Data for analysis:
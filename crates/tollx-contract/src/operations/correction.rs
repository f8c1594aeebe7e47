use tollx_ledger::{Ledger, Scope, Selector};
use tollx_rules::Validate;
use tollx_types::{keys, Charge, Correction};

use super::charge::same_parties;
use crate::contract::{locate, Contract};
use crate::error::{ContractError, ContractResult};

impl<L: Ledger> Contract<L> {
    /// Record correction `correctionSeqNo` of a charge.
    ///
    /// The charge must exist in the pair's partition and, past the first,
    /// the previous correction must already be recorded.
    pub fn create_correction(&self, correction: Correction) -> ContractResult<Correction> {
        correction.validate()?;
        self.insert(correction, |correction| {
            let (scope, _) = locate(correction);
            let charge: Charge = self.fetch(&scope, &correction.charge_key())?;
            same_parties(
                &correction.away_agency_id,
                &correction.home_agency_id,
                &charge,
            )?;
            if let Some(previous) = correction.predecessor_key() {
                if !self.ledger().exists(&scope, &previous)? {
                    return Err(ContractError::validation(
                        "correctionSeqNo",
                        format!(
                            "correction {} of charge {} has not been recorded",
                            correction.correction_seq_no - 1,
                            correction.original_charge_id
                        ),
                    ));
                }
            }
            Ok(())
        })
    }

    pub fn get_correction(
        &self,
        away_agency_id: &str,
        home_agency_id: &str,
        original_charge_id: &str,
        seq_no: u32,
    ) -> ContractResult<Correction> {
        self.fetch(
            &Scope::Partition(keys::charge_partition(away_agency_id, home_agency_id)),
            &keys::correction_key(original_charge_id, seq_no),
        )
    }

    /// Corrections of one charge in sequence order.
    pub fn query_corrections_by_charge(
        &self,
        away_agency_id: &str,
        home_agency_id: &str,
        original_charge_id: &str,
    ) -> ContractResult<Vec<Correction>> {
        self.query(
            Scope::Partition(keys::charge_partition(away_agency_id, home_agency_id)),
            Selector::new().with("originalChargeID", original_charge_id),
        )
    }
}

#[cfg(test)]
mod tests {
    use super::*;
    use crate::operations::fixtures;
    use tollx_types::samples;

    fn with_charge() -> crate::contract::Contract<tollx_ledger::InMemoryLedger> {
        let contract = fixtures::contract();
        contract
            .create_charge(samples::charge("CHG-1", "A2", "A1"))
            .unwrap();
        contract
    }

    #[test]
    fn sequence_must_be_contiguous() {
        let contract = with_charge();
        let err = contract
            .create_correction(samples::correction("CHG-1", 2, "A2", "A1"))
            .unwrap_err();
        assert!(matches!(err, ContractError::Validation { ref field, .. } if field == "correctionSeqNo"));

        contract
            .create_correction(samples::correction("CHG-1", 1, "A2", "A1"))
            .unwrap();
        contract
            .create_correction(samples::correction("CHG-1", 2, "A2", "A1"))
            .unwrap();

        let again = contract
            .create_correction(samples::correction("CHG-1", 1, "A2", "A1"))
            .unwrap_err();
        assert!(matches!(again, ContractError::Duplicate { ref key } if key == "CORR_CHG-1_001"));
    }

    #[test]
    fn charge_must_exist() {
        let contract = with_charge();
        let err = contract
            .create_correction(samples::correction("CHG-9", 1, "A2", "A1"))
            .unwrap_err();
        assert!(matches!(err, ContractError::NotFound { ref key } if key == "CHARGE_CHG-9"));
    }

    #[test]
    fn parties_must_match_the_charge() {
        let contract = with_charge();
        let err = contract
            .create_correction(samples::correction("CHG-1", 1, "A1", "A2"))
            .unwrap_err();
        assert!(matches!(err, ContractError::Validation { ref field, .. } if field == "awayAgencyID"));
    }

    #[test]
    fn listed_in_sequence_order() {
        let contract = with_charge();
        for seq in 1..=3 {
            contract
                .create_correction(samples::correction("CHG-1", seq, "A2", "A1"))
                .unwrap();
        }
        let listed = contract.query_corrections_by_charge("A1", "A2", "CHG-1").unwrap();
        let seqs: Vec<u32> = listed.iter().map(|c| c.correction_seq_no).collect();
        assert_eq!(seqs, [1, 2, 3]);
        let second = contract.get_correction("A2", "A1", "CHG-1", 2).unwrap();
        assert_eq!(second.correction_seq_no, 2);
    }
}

Problem statement: State how many lines in the listing contain the word "seqs", and write nothing besides that number.

Exercise output: 2